◆ Exercise prompt
Set down exactly the first line of the entries and every line after it, through the line with "let (events_tx, events_rx)".

*** Opening of Record set ***

impl GameSession {
    /// Spawn a session and its hub, returning the handle the registry keeps.
    pub fn spawn(id: Uuid, join_code: String, registry: Arc<GameRegistry>) -> SessionHandle {
        let (events_tx, events_rx) = mpsc::channel(SESSION_QUEUE);
        let (hub_tx, hub) = GameHub::new(events_tx.clone());
        tokio::spawn(hub.run());

        let session = GameSession {
            id,
            join_code: join_code.clone(),
            registry,
            hub: hub_tx.clone(),
            events: events_rx,
            players: Vec::new(),
            stage: GameStage::Starting,
            round: 0,
            limit: 0,
            journeys: Vec::new(),
            finished: HashSet::new(),
        };
        tokio::spawn(session.run());

        SessionHandle {
            id,
            join_code,
            events: events_tx,
            hub: hub_tx,
        }
    }

    /// Event loop. Exits when the game ends or the lifetime ceiling fires,
    /// then unregisters itself and shuts the hub down.
    async fn run(mut self) {
        let ttl = tokio::time::sleep(SESSION_TTL);
        tokio::pin!(ttl);
        let mut roster = tokio::time::interval(ROSTER_PERIOD);

        loop {
            tokio::select! {
                _ = &mut ttl => {
                    tracing::warn!(session = %self.id, "session lifetime ceiling reached");
                    break;
                }
                _ = roster.tick(), if self.stage == GameStage::Starting => {
                    self.broadcast_players();
                }
                event = self.events.recv() => match event {
                    Some(event) => {
                        if self.handle_event(event).await {
                            break;
                        }
                    }
                    None => break,
                }
            }
        }

        self.registry.remove_session(self.id).await;
        let _ = self.hub.try_send(HubEvent::Shutdown);
        tracing::info!(session = %self.id, "session closed");
    }

    /// Returns true once the game has ended and the loop should stop.
    async fn handle_event(&mut self, event: SessionEvent) -> bool {
        match event {
            SessionEvent::Join { reply } => {
                let _ = reply.send(self.join());
                false
            }
            SessionEvent::Lookup { player, reply } => {
                let _ = reply.send(self.player(player).cloned());
                false
            }
            SessionEvent::Inbound(message) => self.handle_message(message).await,
            SessionEvent::Reconnected(player) => {
                self.replay(player);
                false
            }
        }
    }

    fn join(&mut self) -> Result<Player, SessionError> {
        if self.stage != GameStage::Starting {
            return Err(SessionError::AlreadyStarted);
        }
        let player = Player::new(self.players.len());
        self.players.push(player.clone());
        Ok(player)
    }

    async fn handle_message(&mut self, message: IncomingMessage) -> bool {
        let parsed = match ClientMessage::parse(&message.payload) {
            Ok(parsed) => parsed,
            Err(err) => {
                tracing::warn!(player = %message.player, "dropping inbound message: {err}");
                return false;
            }
        };

        let player = message.player;
        match parsed {
            ClientMessage::Name(name) => {
                self.rename(player, &name);
                false
            }
            ClientMessage::Start => {
                self.start(player).await;
                false
            }
            ClientMessage::Drawing(drawing) => {
                self.record_play(player, GamePlay::Drawing { drawing, author: player });
                false
            }
            ClientMessage::Guess(word) => {
                self.record_play(
                    player,
                    GamePlay::Word {
                        word,
                        author: Some(player),
                    },
                );
                false
            }
            ClientMessage::Award(target) => {
                self.award(player, target);
                false
            }
            ClientMessage::Done => self.mark_done(player),
        }
    }

    fn rename(&mut self, player: Uuid, name: &str) {
        match self.player_mut(player) {
            Some(record) => {
                if let Err(err) = record.set_name(name) {
                    tracing::warn!(%player, "rejected name change: {err}");
                }
            }
            None => tracing::warn!(%player, "name change from unknown player"),
        }
    }

    async fn start(&mut self, player: Uuid) {
        if self.stage != GameStage::Starting {
            tracing::debug!(session = %self.id, "ignoring start for a running game");
            return;
        }
        // Only the first player in join order may start the game.
        if self.players.first().map(|p| p.id) != Some(player) {
            tracing::warn!(session = %self.id, %player, "ignoring start from non-owner");
            return;
        }

        self.stage = GameStage::Running;
        // One final roster in case the ticker missed a late join.
        self.broadcast_players();
        // The game is no longer joinable; free the code for reuse.
        self.registry.release_join_code(&self.join_code).await;

        self.limit = self.players.len();
        self.round = 0;
        self.finished.clear();
        self.start_journeys();
        self.send_round_prompts();
        tracing::info!(session = %self.id, players = self.limit, "game started");
    }

    /// One journey per player, each visiting the roster at its own cyclic
    /// offset and seeded with a generated prompt.
    fn start_journeys(&mut self) {
        let ids: Vec<Uuid> = self.players.iter().map(|p| p.id).collect();
        self.journeys = (0..ids.len())
            .map(|offset| WordJourney::new(rotation(&ids, offset), pick_prompt().to_string()))
            .collect();
    }

    /// Hand every journey's latest play to whoever acts on it this round.
    /// Even rounds draw a word, odd rounds guess a drawing.
    fn send_round_prompts(&self) {
        for journey in &self.journeys {
            let Some(contributor) = journey.contributor_at(self.round) else {
                continue;
            };
            let Some(latest) = journey.latest() else {
                continue;
            };
            let update = if self.round % 2 == 0 {
                ServerUpdate::Word(latest.payload().to_string())
            } else {
                ServerUpdate::Drawing(latest.payload().to_string())
            };
            self.send_to(contributor, &update);
        }
    }

    fn record_play(&mut self, player: Uuid, play: GamePlay) {
        if self.stage != GameStage::Running || self.round >= self.limit {
            tracing::debug!(%player, "ignoring play outside an active round");
            return;
        }
        let wants_drawing = self.round % 2 == 0;
        if wants_drawing != matches!(play, GamePlay::Drawing { .. }) {
            tracing::warn!(%player, round = self.round, "play does not match round parity");
            return;
        }
        let round = self.round;
        let Some(journey) = self
            .journeys
            .iter_mut()
            .find(|j| j.contributor_at(round) == Some(player))
        else {
            tracing::warn!(%player, round, "no journey expects a play from this player");
            return;
        };
        if journey.has_play_for(round) {
            tracing::debug!(%player, round, "duplicate play for this round");
            return;
        }
        journey.plays.push(play);
        self.check_progress();
    }

    /// Recompute what we are still waiting on. Idempotent: re-running after
    /// an advance changes nothing.
    fn check_progress(&mut self) -> bool {
        if self.stage != GameStage::Running {
            return false;
        }

        if self.round == self.limit {
            // Review phase: completion is driven by done-signals alone.
            if !self.players.is_empty() && self.finished.len() == self.players.len() {
                self.broadcast(&ServerUpdate::Results(self.players.clone()));
                self.stage = GameStage::Ended;
                tracing::info!(session = %self.id, "game ended");
                return true;
            }
            return false;
        }

        let waiting = self
            .journeys
            .iter()
            .filter(|j| !j.has_play_for(self.round))
            .count();
        if waiting > 0 {
            tracing::debug!(session = %self.id, round = self.round, waiting, "round incomplete");
            return false;
        }

        self.round += 1;
        if self.round == self.limit {
            self.broadcast(&ServerUpdate::Review(self.journey_views()));
        } else {
            self.send_round_prompts();
        }
        false
    }

    fn award(&mut self, from: Uuid, target: Uuid) {
        if self.stage != GameStage::Running {
            return;
        }
        if target == from {
            return;
        }
        match self.player_mut(target) {
            Some(record) => record.points += 1,
            None => tracing::warn!(%target, "award for unknown player"),
        }
    }

    fn mark_done(&mut self, player: Uuid) -> bool {
        if self.stage != GameStage::Running || self.round != self.limit {
            tracing::debug!(%player, "ignoring done outside the review phase");
            return false;
        }
        if self.player(player).is_none() {
            return false;
        }
        if !self.finished.insert(player) {
            // Already counted.
            return false;
        }
        self.check_progress()
    }

    /// Re-send the one payload a returning player needs to resynchronize,
    /// rather than a full history replay.
    fn replay(&mut self, player: Uuid) {
        match self.stage {
            GameStage::Starting => {
                self.send_to(player, &ServerUpdate::Players(self.players.clone()));
            }
            GameStage::Running if self.round == self.limit => {
                self.send_to(player, &ServerUpdate::Review(self.journey_views()));
            }
            GameStage::Running => {
                let round = self.round;
                let Some(journey) = self
                    .journeys
                    .iter()
                    .find(|j| j.contributor_at(round) == Some(player))
                else {
                    return;
                };
                if journey.has_play_for(round) {
                    // Already contributed; they are waiting like everyone else.
                    return;
                }
                if let Some(latest) = journey.latest() {
                    let update = if round % 2 == 0 {
                        ServerUpdate::Word(latest.payload().to_string())
                    } else {
                        ServerUpdate::Drawing(latest.payload().to_string())
                    };
                    self.send_to(player, &update);
                }
            }
            GameStage::Ended => {}
        }
    }

    fn journey_views(&self) -> Vec<JourneyView> {
        self.journeys
            .iter()
            .map(|journey| JourneyView {
                play_order: journey
                    .order
                    .iter()
                    .filter_map(|id| self.player(*id).cloned())
                    .collect(),
                game_plays: journey
                    .plays
                    .iter()
                    .map(|play| match play {
                        GamePlay::Word { word, author } => PlayView::Word {
                            word: word.clone(),
                            player: author.and_then(|id| self.player(id).cloned()),
                        },
                        GamePlay::Drawing { drawing, author } => PlayView::Drawing {
                            drawing: drawing.clone(),
                            player: self.player(*author).cloned(),
                        },
                    })
                    .collect(),
            })
            .collect()
    }

    fn player(&self, id: Uuid) -> Option<&Player> {
        self.players.iter().find(|p| p.id == id)
    }

    fn player_mut(&mut self, id: Uuid) -> Option<&mut Player> {
        self.players.iter_mut().find(|p| p.id == id)
    }

    fn broadcast_players(&self) {
        self.broadcast(&ServerUpdate::Players(self.players.clone()));
    }

    fn broadcast(&self, update: &ServerUpdate) {
        let Some(payload) = encode(update) else { return };
        if let Err(err) = self.hub.try_send(HubEvent::Broadcast { payload }) {
            tracing::warn!(session = %self.id, "could not queue broadcast: {err}");
        }
    }

    fn send_to(&self, target: Uuid, update: &ServerUpdate) {
        let Some(payload) = encode(update) else { return };
        if let Err(err) = self.hub.try_send(HubEvent::SendTo {
            target,
            payload,
            attempt: 0,
        }) {
            tracing::warn!(session = %self.id, %target, "could not queue targeted send: {err}");
        }
    }
}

*** Close of Record set ***

◆ Output for this exercise
impl GameSession {
    /// Spawn a session and its hub, returning the handle the registry keeps.
    pub fn spawn(id: Uuid, join_code: String, registry: Arc<GameRegistry>) -> SessionHandle {
        let (events_tx, events_rx) = mpsc::channel(SESSION_QUEUE);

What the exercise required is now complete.